Task prompt:
Return the data below exactly, but only from the line containing "to the RTSP layer" through the line containing "from here on", with both of those lines included.
——————
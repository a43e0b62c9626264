//! RTSP handler trait
//!
//! The seam between the connection core and the RTSP protocol layer.
//! Request parsing, method dispatch and RTCP formatting all live behind
//! this trait; the core only moves bytes and runs the connection
//! lifecycle.

use async_trait::async_trait;
use bytes::{Bytes, BytesMut};

use crate::error::Result;
use crate::session::{ClientContext, RtpSession};

/// Handler trait for the RTSP layer
///
/// All methods have default implementations, so a handler only needs to
/// override the callbacks it cares about.
#[async_trait]
pub trait RtspHandler: Send + Sync + 'static {
    /// Called when a connection has been admitted, before it starts
    /// serving. Return false to close it immediately; use this for
    /// IP-based limits or blocklists.
    async fn on_connection(&self, _ctx: &ClientContext) -> bool {
        true
    }

    /// Bytes arrived on a TCP control connection.
    ///
    /// The implementation owns RFC 2326 framing: consume complete requests
    /// from the front of `buf` and leave a partially received request in
    /// place for the next call. Responses go out through
    /// [`ClientContext::write_data`]. Return `Ok(false)` for an orderly
    /// close; an `Err` tears the connection down as a protocol failure.
    async fn on_data(&self, _ctx: &mut ClientContext, buf: &mut BytesMut) -> Result<bool> {
        buf.clear();
        Ok(true)
    }

    /// One complete message arrived on an SCTP control connection, with
    /// the stream id it was received on.
    async fn on_message(
        &self,
        _ctx: &mut ClientContext,
        _data: Bytes,
        _stream_id: u16,
    ) -> Result<bool> {
        Ok(true)
    }

    /// A live stream has gone silent: the RTCP layer should emit a sender
    /// report with BYE for this session. The connection stays up.
    async fn on_rtcp_bye(&self, _ctx: &ClientContext, _session: &RtpSession) {}

    /// The connection loop has exited; per-connection protocol state can
    /// be released.
    async fn on_disconnect(&self, _ctx: &ClientContext) {}
}

/// A handler that accepts everything and logs events
pub struct LoggingHandler;

#[async_trait]
impl RtspHandler for LoggingHandler {
    async fn on_connection(&self, ctx: &ClientContext) -> bool {
        tracing::info!(
            client_id = %ctx.id(),
            peer = %ctx.peer_addr(),
            transport = %ctx.transport(),
            "New connection"
        );
        true
    }

    async fn on_data(&self, ctx: &mut ClientContext, buf: &mut BytesMut) -> Result<bool> {
        tracing::debug!(client_id = %ctx.id(), bytes = buf.len(), "Received data");
        buf.clear();
        Ok(true)
    }

    async fn on_rtcp_bye(&self, ctx: &ClientContext, session: &RtpSession) {
        tracing::info!(
            client_id = %ctx.id(),
            rtp_session = session.id(),
            "Stream idle, BYE due"
        );
    }

    async fn on_disconnect(&self, ctx: &ClientContext) {
        tracing::info!(client_id = %ctx.id(), "Connection closed");
    }
}
//! Handler context
//!
//! The mutable per-connection state handed to [`RtspHandler`] callbacks.
//! Only the connection's own task ever holds it, so no locking is needed
//! here; everything cross-thread goes through the [`ClientHandle`].
//!
//! [`RtspHandler`]: crate::server::handler::RtspHandler

use std::collections::HashMap;
use std::net::SocketAddr;
use std::sync::Arc;

use bytes::Bytes;

use crate::error::{Error, Result};
use crate::registry::{ClientHandle, ClientId, ClientRegistry, ClientWakeup};
use crate::session::rtp::RtpSession;
use crate::session::rtsp::RtspSession;
use crate::transport::TransportKind;
use crate::vhost::VirtualHost;

/// Per-connection state exposed to the RTSP layer
pub struct ClientContext {
    id: ClientId,
    transport: TransportKind,
    local_addr: SocketAddr,
    peer_addr: SocketAddr,
    local_host: String,
    peer_host: String,
    vhost: Arc<VirtualHost>,
    handle: ClientHandle,
    registry: Arc<ClientRegistry>,
    session: Option<RtspSession>,
    channels: HashMap<u8, Arc<RtpSession>>,
}

impl ClientContext {
    #[allow(clippy::too_many_arguments)]
    pub(crate) fn new(
        id: ClientId,
        transport: TransportKind,
        local_addr: SocketAddr,
        peer_addr: SocketAddr,
        vhost: Arc<VirtualHost>,
        handle: ClientHandle,
        registry: Arc<ClientRegistry>,
    ) -> Self {
        Self {
            id,
            transport,
            local_addr,
            peer_addr,
            local_host: local_addr.ip().to_string(),
            peer_host: peer_addr.ip().to_string(),
            vhost,
            handle,
            registry,
            session: None,
            channels: HashMap::new(),
        }
    }

    pub fn id(&self) -> ClientId {
        self.id
    }

    pub fn transport(&self) -> TransportKind {
        self.transport
    }

    pub fn local_addr(&self) -> SocketAddr {
        self.local_addr
    }

    pub fn peer_addr(&self) -> SocketAddr {
        self.peer_addr
    }

    /// Printable local host, cached at admission
    pub fn local_host(&self) -> &str {
        &self.local_host
    }

    /// Printable peer host, cached at admission
    pub fn peer_host(&self) -> &str {
        &self.peer_host
    }

    /// Virtual host this connection is charged against
    pub fn vhost(&self) -> &Arc<VirtualHost> {
        &self.vhost
    }

    /// Cross-thread handle of this connection
    pub fn handle(&self) -> &ClientHandle {
        &self.handle
    }

    /// Registry of live clients, e.g. for looking up the other half of an
    /// HTTP tunnel
    pub fn registry(&self) -> &Arc<ClientRegistry> {
        &self.registry
    }

    /// Stop-only back-reference for RTP sessions created on this connection
    pub fn wakeup(&self) -> ClientWakeup {
        self.handle.wakeup()
    }

    /// Queue (TCP) or directly send (SCTP control stream) a complete
    /// message; the buffer is owned by the transport from here on
    pub async fn write_data(&self, data: Bytes) -> Result<()> {
        self.handle.sink().send(data).await
    }

    /// Send a complete message on a specific SCTP stream
    #[cfg(feature = "sctp")]
    pub async fn write_data_on(&self, stream_id: u16, data: Bytes) -> Result<()> {
        self.handle.sink().send_on(stream_id, data).await
    }

    /// Shared RTSP session, if SETUP has happened
    pub fn session(&self) -> Option<&RtspSession> {
        self.session.as_ref()
    }

    pub fn session_mut(&mut self) -> Option<&mut RtspSession> {
        self.session.as_mut()
    }

    /// Install the session created at SETUP
    pub fn set_session(&mut self, session: RtspSession) {
        self.session = Some(session);
    }

    pub fn take_session(&mut self) -> Option<RtspSession> {
        self.session.take()
    }

    /// Bind an interleaved channel id to an RTP session
    pub fn register_channel(&mut self, channel: u8, session: Arc<RtpSession>) -> Result<()> {
        if self.channels.contains_key(&channel) {
            return Err(Error::ChannelInUse(channel));
        }
        self.channels.insert(channel, session);
        Ok(())
    }

    /// RTP session bound to an interleaved channel id
    pub fn channel(&self, channel: u8) -> Option<Arc<RtpSession>> {
        self.channels.get(&channel).cloned()
    }

    pub fn channel_count(&self) -> usize {
        self.channels.len()
    }
}

#[cfg(test)]
mod tests {
    use super::*;
    use crate::session::rtp::MediaSource;
    use crate::transport::OutboundSink;
    use tokio::sync::watch;

    fn test_context() -> ClientContext {
        let (stop, _) = watch::channel(false);
        let (sink, _rx) = OutboundSink::queued();
        let id = ClientId::new(1);
        let handle = ClientHandle::new(id, stop, sink);
        ClientContext::new(
            id,
            TransportKind::Tcp,
            "127.0.0.1:8554".parse().unwrap(),
            "192.168.1.50:40000".parse().unwrap(),
            Arc::new(VirtualHost::default()),
            handle,
            Arc::new(ClientRegistry::new()),
        )
    }

    #[test]
    fn test_host_strings_cached_from_addresses() {
        let ctx = test_context();
        assert_eq!(ctx.local_host(), "127.0.0.1");
        assert_eq!(ctx.peer_host(), "192.168.1.50");
        assert_eq!(ctx.transport(), TransportKind::Tcp);
    }

    #[test]
    fn test_session_absent_until_setup() {
        let mut ctx = test_context();
        assert!(ctx.session().is_none());

        ctx.set_session(RtspSession::new("abc"));
        assert_eq!(ctx.session().unwrap().id(), "abc");

        let taken = ctx.take_session().unwrap();
        assert_eq!(taken.id(), "abc");
        assert!(ctx.session().is_none());
    }

    #[test]
    fn test_register_channel_rejects_duplicates() {
        let mut ctx = test_context();
        let session = Arc::new(RtpSession::new(0, MediaSource::Live, ctx.wakeup()));

        ctx.register_channel(0, session.clone()).unwrap();
        assert_eq!(ctx.channel_count(), 1);
        assert_eq!(ctx.channel(0).unwrap().id(), 0);

        let err = ctx.register_channel(0, session).unwrap_err();
        assert!(matches!(err, Error::ChannelInUse(0)));
    }

    #[tokio::test]
    async fn test_write_data_reaches_sink() {
        let (stop, _) = watch::channel(false);
        let (sink, mut rx) = OutboundSink::queued();
        let id = ClientId::new(2);
        let handle = ClientHandle::new(id, stop, sink);
        let ctx = ClientContext::new(
            id,
            TransportKind::Tcp,
            "127.0.0.1:8554".parse().unwrap(),
            "127.0.0.1:40001".parse().unwrap(),
            Arc::new(VirtualHost::default()),
            handle,
            Arc::new(ClientRegistry::new()),
        );

        ctx.write_data(Bytes::from_static(b"RTSP/1.0 200 OK\r\n\r\n"))
            .await
            .unwrap();
        assert_eq!(
            rx.recv().await.unwrap(),
            Bytes::from_static(b"RTSP/1.0 200 OK\r\n\r\n")
        );
    }
}
// Cluster membership contract

use crate::Result;
use async_trait::async_trait;

/// A group of cooperating container instances.
///
/// Only the contract lives here; replication protocols are provided by
/// implementations outside the core.
#[async_trait]
pub trait Cluster: Send + Sync {
    /// Descriptive implementation string, `name/version`
    fn info(&self) -> &str;

    fn cluster_name(&self) -> &str;

    /// Replication protocol identifier
    fn protocol(&self) -> &str;

    /// Join the cluster
    async fn start(&self) -> Result<()>;

    /// Leave the cluster
    async fn stop(&self) -> Result<()>;
}
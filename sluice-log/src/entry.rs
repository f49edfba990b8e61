//! Log entries and their rendering.
//!
//! An entry captures its timestamp when it is created, on the producing
//! thread, so the rendered time reflects when the event happened even if the
//! drain daemon runs behind.

use crate::{Format, Level, LogConfig};
use chrono::{DateTime, Local};
use std::error::Error as StdError;
use std::fmt::Write as _;

/// Boxed cause attached to a log entry.
pub type Cause = Box<dyn StdError + Send + Sync + 'static>;

/// A single queued log message.
#[derive(Debug)]
pub struct LogEntry {
    /// Capture time (enqueue time, not drain time)
    pub timestamp: DateTime<Local>,
    /// Severity
    pub level: Level,
    /// Originating module or logger name
    pub target: String,
    /// Message text
    pub message: String,
    /// Optional error whose source chain is appended to the message
    pub cause: Option<Cause>,
}

impl LogEntry {
    /// Create an entry stamped with the current time.
    pub fn new(level: Level, message: impl Into<String>) -> Self {
        Self {
            timestamp: Local::now(),
            level,
            target: String::new(),
            message: message.into(),
            cause: None,
        }
    }

    /// Set the target.
    pub fn with_target(mut self, target: impl Into<String>) -> Self {
        self.target = target.into();
        self
    }

    /// Attach a cause.
    pub fn with_cause(mut self, cause: impl Into<Cause>) -> Self {
        self.cause = Some(cause.into());
        self
    }

    /// Display strings for the cause and each of its sources, outermost first.
    pub fn cause_chain(&self) -> Vec<String> {
        let mut chain = Vec::new();
        let mut current = self
            .cause
            .as_deref()
            .map(|cause| cause as &(dyn StdError + 'static));
        while let Some(err) = current {
            chain.push(err.to_string());
            current = err.source();
        }
        chain
    }
}

/// Renders entries according to a [`LogConfig`].
#[derive(Debug, Clone)]
pub struct EntryFormatter {
    format: Format,
    timestamps: bool,
    name: Option<String>,
}

impl EntryFormatter {
    /// Build a formatter from configuration.
    pub fn new(config: &LogConfig) -> Self {
        Self {
            format: config.format,
            timestamps: config.timestamps,
            name: (!config.custom).then(|| config.name.clone()),
        }
    }

    /// Render one entry, including the trailing newline.
    pub fn format(&self, entry: &LogEntry) -> String {
        match self.format {
            Format::Pretty => self.format_pretty(entry),
            Format::Compact => self.format_compact(entry),
            Format::Json => self.format_json(entry),
        }
    }

    fn format_pretty(&self, entry: &LogEntry) -> String {
        let mut out = String::with_capacity(entry.message.len() + 64);

        if self.timestamps {
            let _ = write!(out, "{} ", entry.timestamp.format("%Y-%m-%d %H:%M:%S%.3f"));
        }
        let _ = write!(out, "{:5} ", entry.level.as_str());
        if let Some(name) = &self.name {
            let _ = write!(out, "[{}] ", name);
        }
        if !entry.target.is_empty() {
            let _ = write!(out, "{}: ", entry.target);
        }
        out.push_str(&entry.message);
        out.push('\n');

        for cause in entry.cause_chain() {
            let _ = writeln!(out, "  caused by: {}", cause);
        }
        out
    }

    fn format_compact(&self, entry: &LogEntry) -> String {
        let mut out = String::with_capacity(entry.message.len() + 16);

        if self.timestamps {
            let _ = write!(out, "{} ", entry.timestamp.format("%H:%M:%S"));
        }
        let _ = write!(out, "{} ", entry.level.as_str().chars().next().unwrap_or('?'));
        if let Some(name) = &self.name {
            let _ = write!(out, "{}: ", name);
        }
        out.push_str(&entry.message);
        for cause in entry.cause_chain() {
            let _ = write!(out, " <- {}", cause);
        }
        out.push('\n');
        out
    }

    #[cfg(feature = "json")]
    fn format_json(&self, entry: &LogEntry) -> String {
        use serde::Serialize;

        #[derive(Serialize)]
        struct JsonEntry<'a> {
            #[serde(skip_serializing_if = "Option::is_none")]
            timestamp: Option<String>,
            level: &'a str,
            #[serde(skip_serializing_if = "Option::is_none")]
            name: Option<&'a str>,
            #[serde(skip_serializing_if = "Option::is_none")]
            target: Option<&'a str>,
            message: &'a str,
            #[serde(skip_serializing_if = "Vec::is_empty")]
            causes: Vec<String>,
        }

        let json = JsonEntry {
            timestamp: self.timestamps.then(|| entry.timestamp.to_rfc3339()),
            level: entry.level.as_str(),
            name: self.name.as_deref(),
            target: (!entry.target.is_empty()).then_some(entry.target.as_str()),
            message: &entry.message,
            causes: entry.cause_chain(),
        };

        match serde_json::to_string(&json) {
            Ok(mut line) => {
                line.push('\n');
                line
            }
            Err(_) => self.format_pretty(entry),
        }
    }

    #[cfg(not(feature = "json"))]
    fn format_json(&self, entry: &LogEntry) -> String {
        self.format_pretty(entry)
    }
}

#[cfg(test)]
mod tests {
    use super::*;
    use std::fmt;

    #[derive(Debug)]
    struct Inner;

    impl fmt::Display for Inner {
        fn fmt(&self, f: &mut fmt::Formatter<'_>) -> fmt::Result {
            write!(f, "disk full")
        }
    }

    impl StdError for Inner {}

    #[derive(Debug)]
    struct Outer(Inner);

    impl fmt::Display for Outer {
        fn fmt(&self, f: &mut fmt::Formatter<'_>) -> fmt::Result {
            write!(f, "write failed")
        }
    }

    impl StdError for Outer {
        fn source(&self) -> Option<&(dyn StdError + 'static)> {
            Some(&self.0)
        }
    }

    fn untimed(config: LogConfig) -> EntryFormatter {
        EntryFormatter::new(&config.with_timestamps(false))
    }

    #[test]
    fn test_pretty_wraps_name_tag() {
        let formatter = untimed(LogConfig::new().name("jasper"));
        let line = formatter.format(&LogEntry::new(Level::Info, "compiled /index.jsp"));
        assert_eq!(line, "INFO  [jasper] compiled /index.jsp\n");
    }

    #[test]
    fn test_custom_mode_suppresses_tag() {
        let formatter = untimed(LogConfig::new().name("jasper").custom(true));
        let line = formatter.format(&LogEntry::new(Level::Warn, "slow compile"));
        assert_eq!(line, "WARN  slow compile\n");
    }

    #[test]
    fn test_cause_chain_appended() {
        let formatter = untimed(LogConfig::new().custom(true));
        let entry = LogEntry::new(Level::Error, "flush failed").with_cause(Outer(Inner));
        assert_eq!(
            entry.cause_chain(),
            vec!["write failed".to_string(), "disk full".to_string()]
        );

        let line = formatter.format(&entry);
        assert_eq!(
            line,
            "ERROR flush failed\n  caused by: write failed\n  caused by: disk full\n"
        );
    }

    #[test]
    fn test_timestamp_captured_at_creation() {
        let before = Local::now();
        let entry = LogEntry::new(Level::Info, "x");
        let after = Local::now();
        assert!(entry.timestamp >= before && entry.timestamp <= after);
    }

    #[cfg(feature = "json")]
    #[test]
    fn test_json_format() {
        let formatter = untimed(LogConfig::new().format(Format::Json).name("core"));
        let line = formatter.format(&LogEntry::new(Level::Debug, "hello").with_target("t"));
        let value: serde_json::Value = serde_json::from_str(line.trim_end()).unwrap();
        assert_eq!(value["level"], "DEBUG");
        assert_eq!(value["name"], "core");
        assert_eq!(value["target"], "t");
        assert_eq!(value["message"], "hello");
        assert!(value.get("timestamp").is_none());
    }
}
——————
Task output:
/// Per-connection state exposed to the RTSP layer
pub struct ClientContext {
    id: ClientId,
    transport: TransportKind,
    local_addr: SocketAddr,
    peer_addr: SocketAddr,
    local_host: String,
    peer_host: String,
    vhost: Arc<VirtualHost>,
    handle: ClientHandle,
    registry: Arc<ClientRegistry>,
    session: Option<RtspSession>,
    channels: HashMap<u8, Arc<RtpSession>>,
}

impl ClientContext {
    #[allow(clippy::too_many_arguments)]
    pub(crate) fn new(
        id: ClientId,
        transport: TransportKind,
        local_addr: SocketAddr,
        peer_addr: SocketAddr,
        vhost: Arc<VirtualHost>,
        handle: ClientHandle,
        registry: Arc<ClientRegistry>,
    ) -> Self {
        Self {
            id,
            transport,
            local_addr,
            peer_addr,
            local_host: local_addr.ip().to_string(),
            peer_host: peer_addr.ip().to_string(),
            vhost,
            handle,
            registry,
            session: None,
            channels: HashMap::new(),
        }
    }

    pub fn id(&self) -> ClientId {
        self.id
    }

    pub fn transport(&self) -> TransportKind {
        self.transport
    }

    pub fn local_addr(&self) -> SocketAddr {
        self.local_addr
    }

    pub fn peer_addr(&self) -> SocketAddr {
        self.peer_addr
    }

    /// Printable local host, cached at admission
    pub fn local_host(&self) -> &str {
        &self.local_host
    }

    /// Printable peer host, cached at admission
    pub fn peer_host(&self) -> &str {
        &self.peer_host
    }

    /// Virtual host this connection is charged against
    pub fn vhost(&self) -> &Arc<VirtualHost> {
        &self.vhost
    }

    /// Cross-thread handle of this connection
    pub fn handle(&self) -> &ClientHandle {
        &self.handle
    }

    /// Registry of live clients, e.g. for looking up the other half of an
    /// HTTP tunnel
    pub fn registry(&self) -> &Arc<ClientRegistry> {
        &self.registry
    }

    /// Stop-only back-reference for RTP sessions created on this connection
    pub fn wakeup(&self) -> ClientWakeup {
        self.handle.wakeup()
    }

    /// Queue (TCP) or directly send (SCTP control stream) a complete
    /// message; the buffer is owned by the transport from here on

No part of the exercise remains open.